- What you need to do: What you return must be every line from the beginning of the data through the line holding "deterministic heuristic evaluator.", unchanged.

Dataset records:
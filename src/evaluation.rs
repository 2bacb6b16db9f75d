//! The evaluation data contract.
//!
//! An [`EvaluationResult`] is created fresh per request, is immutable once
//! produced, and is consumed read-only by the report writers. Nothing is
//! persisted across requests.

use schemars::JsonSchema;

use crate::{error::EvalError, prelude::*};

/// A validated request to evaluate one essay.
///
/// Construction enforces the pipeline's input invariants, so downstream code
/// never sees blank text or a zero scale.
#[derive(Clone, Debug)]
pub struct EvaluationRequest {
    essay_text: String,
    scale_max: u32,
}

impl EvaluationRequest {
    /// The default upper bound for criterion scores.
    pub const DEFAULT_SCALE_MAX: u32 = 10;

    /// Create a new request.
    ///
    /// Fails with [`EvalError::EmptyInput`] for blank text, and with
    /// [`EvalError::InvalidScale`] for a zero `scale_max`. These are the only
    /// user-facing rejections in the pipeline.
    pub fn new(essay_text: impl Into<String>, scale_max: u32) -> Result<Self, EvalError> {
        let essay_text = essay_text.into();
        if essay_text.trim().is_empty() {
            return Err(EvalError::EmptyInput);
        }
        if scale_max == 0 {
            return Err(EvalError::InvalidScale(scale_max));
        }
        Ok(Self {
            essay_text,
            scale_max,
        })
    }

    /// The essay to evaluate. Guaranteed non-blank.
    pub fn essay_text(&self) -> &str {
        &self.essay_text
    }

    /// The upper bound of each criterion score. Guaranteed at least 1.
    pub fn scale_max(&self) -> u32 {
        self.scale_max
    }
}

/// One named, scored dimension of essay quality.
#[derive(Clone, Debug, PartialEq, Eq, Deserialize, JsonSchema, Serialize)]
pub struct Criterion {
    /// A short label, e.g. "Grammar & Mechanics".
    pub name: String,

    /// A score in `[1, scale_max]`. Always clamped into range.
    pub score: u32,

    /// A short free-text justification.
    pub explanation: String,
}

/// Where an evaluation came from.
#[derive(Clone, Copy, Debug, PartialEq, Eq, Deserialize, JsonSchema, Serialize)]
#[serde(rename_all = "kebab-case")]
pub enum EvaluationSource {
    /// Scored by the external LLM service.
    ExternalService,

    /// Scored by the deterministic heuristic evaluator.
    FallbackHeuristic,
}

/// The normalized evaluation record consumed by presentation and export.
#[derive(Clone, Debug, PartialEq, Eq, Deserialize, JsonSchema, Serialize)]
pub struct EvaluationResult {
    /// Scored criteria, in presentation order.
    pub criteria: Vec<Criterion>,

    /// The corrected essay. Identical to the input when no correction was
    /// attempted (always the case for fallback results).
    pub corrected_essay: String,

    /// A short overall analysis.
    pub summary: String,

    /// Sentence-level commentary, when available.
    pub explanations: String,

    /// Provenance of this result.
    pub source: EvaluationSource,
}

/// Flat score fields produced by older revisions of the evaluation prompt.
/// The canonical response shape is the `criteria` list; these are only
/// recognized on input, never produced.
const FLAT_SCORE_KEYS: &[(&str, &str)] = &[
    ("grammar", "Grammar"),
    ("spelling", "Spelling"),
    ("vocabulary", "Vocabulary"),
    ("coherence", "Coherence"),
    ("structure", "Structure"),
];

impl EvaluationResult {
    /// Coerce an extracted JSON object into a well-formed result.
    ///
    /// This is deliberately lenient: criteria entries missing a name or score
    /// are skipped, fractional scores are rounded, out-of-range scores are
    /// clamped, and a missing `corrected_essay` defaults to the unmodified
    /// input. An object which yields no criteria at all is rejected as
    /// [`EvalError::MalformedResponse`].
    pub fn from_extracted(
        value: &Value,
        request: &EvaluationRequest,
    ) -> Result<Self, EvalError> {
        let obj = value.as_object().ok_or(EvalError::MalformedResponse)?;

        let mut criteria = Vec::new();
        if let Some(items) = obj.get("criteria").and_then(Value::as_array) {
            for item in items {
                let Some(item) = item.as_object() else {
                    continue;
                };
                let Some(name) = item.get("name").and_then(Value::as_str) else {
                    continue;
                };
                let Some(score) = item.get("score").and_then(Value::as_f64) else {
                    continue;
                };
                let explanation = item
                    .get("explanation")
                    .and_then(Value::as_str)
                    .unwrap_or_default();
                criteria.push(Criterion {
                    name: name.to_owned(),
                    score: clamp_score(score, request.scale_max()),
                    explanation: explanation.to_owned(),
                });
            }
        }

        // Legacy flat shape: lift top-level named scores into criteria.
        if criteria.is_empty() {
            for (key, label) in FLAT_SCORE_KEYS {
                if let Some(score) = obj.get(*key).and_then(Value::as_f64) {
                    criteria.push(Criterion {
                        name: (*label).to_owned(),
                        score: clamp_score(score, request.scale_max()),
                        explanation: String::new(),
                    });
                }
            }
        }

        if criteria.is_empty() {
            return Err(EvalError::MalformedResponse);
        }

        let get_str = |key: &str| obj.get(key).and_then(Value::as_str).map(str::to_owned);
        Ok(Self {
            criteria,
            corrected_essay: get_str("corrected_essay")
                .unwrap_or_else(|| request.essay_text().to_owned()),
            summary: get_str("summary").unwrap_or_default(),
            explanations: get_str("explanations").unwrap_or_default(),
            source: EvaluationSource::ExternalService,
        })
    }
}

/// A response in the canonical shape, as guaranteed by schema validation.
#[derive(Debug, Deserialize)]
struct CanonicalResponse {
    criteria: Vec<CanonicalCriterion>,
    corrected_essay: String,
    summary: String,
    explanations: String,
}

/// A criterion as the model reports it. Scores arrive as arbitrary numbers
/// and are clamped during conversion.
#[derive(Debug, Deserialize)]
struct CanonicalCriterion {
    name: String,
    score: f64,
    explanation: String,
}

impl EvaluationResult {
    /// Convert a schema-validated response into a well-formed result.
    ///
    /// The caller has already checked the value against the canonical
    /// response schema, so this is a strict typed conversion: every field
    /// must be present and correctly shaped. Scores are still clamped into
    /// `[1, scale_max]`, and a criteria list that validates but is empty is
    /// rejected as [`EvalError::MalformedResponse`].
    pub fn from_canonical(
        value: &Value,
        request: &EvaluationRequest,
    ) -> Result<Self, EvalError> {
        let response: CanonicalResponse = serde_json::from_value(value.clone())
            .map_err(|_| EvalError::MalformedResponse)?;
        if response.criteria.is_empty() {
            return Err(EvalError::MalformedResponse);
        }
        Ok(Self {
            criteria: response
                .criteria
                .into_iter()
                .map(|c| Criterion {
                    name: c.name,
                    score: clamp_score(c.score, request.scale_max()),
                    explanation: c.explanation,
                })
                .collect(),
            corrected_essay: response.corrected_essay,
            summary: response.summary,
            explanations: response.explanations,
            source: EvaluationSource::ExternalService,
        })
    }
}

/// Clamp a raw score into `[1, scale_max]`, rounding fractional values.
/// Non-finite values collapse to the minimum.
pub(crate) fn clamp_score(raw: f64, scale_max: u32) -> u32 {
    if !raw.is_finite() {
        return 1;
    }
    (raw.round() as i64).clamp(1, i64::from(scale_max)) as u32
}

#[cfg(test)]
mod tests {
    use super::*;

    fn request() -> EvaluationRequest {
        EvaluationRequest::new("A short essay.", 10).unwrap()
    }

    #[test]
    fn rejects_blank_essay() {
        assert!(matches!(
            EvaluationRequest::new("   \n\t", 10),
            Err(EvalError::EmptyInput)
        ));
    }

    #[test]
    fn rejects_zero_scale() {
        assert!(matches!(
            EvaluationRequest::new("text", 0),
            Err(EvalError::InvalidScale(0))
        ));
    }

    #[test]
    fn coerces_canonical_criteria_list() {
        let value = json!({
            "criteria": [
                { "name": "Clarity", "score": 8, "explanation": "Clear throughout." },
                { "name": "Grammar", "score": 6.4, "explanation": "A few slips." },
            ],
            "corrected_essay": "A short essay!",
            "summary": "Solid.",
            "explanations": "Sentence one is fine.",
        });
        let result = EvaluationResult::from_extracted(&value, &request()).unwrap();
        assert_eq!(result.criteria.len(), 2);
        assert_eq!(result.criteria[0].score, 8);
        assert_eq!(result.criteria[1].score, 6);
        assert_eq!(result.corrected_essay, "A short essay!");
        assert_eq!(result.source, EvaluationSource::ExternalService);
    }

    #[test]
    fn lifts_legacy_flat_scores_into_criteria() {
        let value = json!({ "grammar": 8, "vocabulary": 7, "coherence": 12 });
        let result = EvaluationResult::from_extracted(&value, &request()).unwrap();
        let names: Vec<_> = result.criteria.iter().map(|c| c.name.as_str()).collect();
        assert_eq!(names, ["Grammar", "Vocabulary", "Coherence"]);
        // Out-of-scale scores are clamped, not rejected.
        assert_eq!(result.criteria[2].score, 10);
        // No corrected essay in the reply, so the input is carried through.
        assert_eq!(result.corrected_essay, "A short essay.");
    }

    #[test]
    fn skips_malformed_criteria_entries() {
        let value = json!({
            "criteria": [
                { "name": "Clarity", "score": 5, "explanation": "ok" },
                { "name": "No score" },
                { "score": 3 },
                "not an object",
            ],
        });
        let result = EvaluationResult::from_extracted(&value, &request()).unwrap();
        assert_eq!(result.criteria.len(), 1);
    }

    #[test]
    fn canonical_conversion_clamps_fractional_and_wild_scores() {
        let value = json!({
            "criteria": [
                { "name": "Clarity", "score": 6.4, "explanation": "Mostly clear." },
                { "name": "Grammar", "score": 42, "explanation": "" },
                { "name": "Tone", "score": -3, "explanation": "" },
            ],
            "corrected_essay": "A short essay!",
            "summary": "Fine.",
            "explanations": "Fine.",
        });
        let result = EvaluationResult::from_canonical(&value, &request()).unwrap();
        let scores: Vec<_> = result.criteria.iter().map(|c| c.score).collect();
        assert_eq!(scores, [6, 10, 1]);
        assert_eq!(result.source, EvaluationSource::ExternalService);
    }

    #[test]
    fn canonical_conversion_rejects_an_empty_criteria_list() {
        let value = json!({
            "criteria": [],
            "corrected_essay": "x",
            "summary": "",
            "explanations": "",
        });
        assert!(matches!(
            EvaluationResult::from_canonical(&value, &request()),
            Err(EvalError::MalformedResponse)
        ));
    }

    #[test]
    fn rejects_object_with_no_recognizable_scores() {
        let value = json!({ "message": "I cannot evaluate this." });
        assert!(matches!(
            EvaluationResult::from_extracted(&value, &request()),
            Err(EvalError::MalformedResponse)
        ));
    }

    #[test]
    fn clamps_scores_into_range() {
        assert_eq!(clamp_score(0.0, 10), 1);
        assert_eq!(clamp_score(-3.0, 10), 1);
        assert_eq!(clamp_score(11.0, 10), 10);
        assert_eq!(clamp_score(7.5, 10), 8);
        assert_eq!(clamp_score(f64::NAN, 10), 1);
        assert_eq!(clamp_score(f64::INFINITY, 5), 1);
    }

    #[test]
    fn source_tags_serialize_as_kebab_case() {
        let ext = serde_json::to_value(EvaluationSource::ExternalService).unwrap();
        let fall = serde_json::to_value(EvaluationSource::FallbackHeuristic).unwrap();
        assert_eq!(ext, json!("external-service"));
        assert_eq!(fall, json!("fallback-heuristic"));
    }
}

- Response:
filename src/evaluation.rs
repository 2bacb6b16db9f75d
//! The evaluation data contract.
//!
//! An [`EvaluationResult`] is created fresh per request, is immutable once
//! produced, and is consumed read-only by the report writers. Nothing is
//! persisted across requests.

use schemars::JsonSchema;

use crate::{error::EvalError, prelude::*};

/// A validated request to evaluate one essay.
///
/// Construction enforces the pipeline's input invariants, so downstream code
/// never sees blank text or a zero scale.
#[derive(Clone, Debug)]
pub struct EvaluationRequest {
    essay_text: String,
    scale_max: u32,
}

impl EvaluationRequest {
    /// The default upper bound for criterion scores.
    pub const DEFAULT_SCALE_MAX: u32 = 10;

    /// Create a new request.
    ///
    /// Fails with [`EvalError::EmptyInput`] for blank text, and with
    /// [`EvalError::InvalidScale`] for a zero `scale_max`. These are the only
    /// user-facing rejections in the pipeline.
    pub fn new(essay_text: impl Into<String>, scale_max: u32) -> Result<Self, EvalError> {
        let essay_text = essay_text.into();
        if essay_text.trim().is_empty() {
            return Err(EvalError::EmptyInput);
        }
        if scale_max == 0 {
            return Err(EvalError::InvalidScale(scale_max));
        }
        Ok(Self {
            essay_text,
            scale_max,
        })
    }

    /// The essay to evaluate. Guaranteed non-blank.
    pub fn essay_text(&self) -> &str {
        &self.essay_text
    }

    /// The upper bound of each criterion score. Guaranteed at least 1.
    pub fn scale_max(&self) -> u32 {
        self.scale_max
    }
}

/// One named, scored dimension of essay quality.
#[derive(Clone, Debug, PartialEq, Eq, Deserialize, JsonSchema, Serialize)]
pub struct Criterion {
    /// A short label, e.g. "Grammar & Mechanics".
    pub name: String,

    /// A score in `[1, scale_max]`. Always clamped into range.
    pub score: u32,

    /// A short free-text justification.
    pub explanation: String,
}

/// Where an evaluation came from.
#[derive(Clone, Copy, Debug, PartialEq, Eq, Deserialize, JsonSchema, Serialize)]
#[serde(rename_all = "kebab-case")]
pub enum EvaluationSource {
    /// Scored by the external LLM service.
    ExternalService,

    /// Scored by the deterministic heuristic evaluator.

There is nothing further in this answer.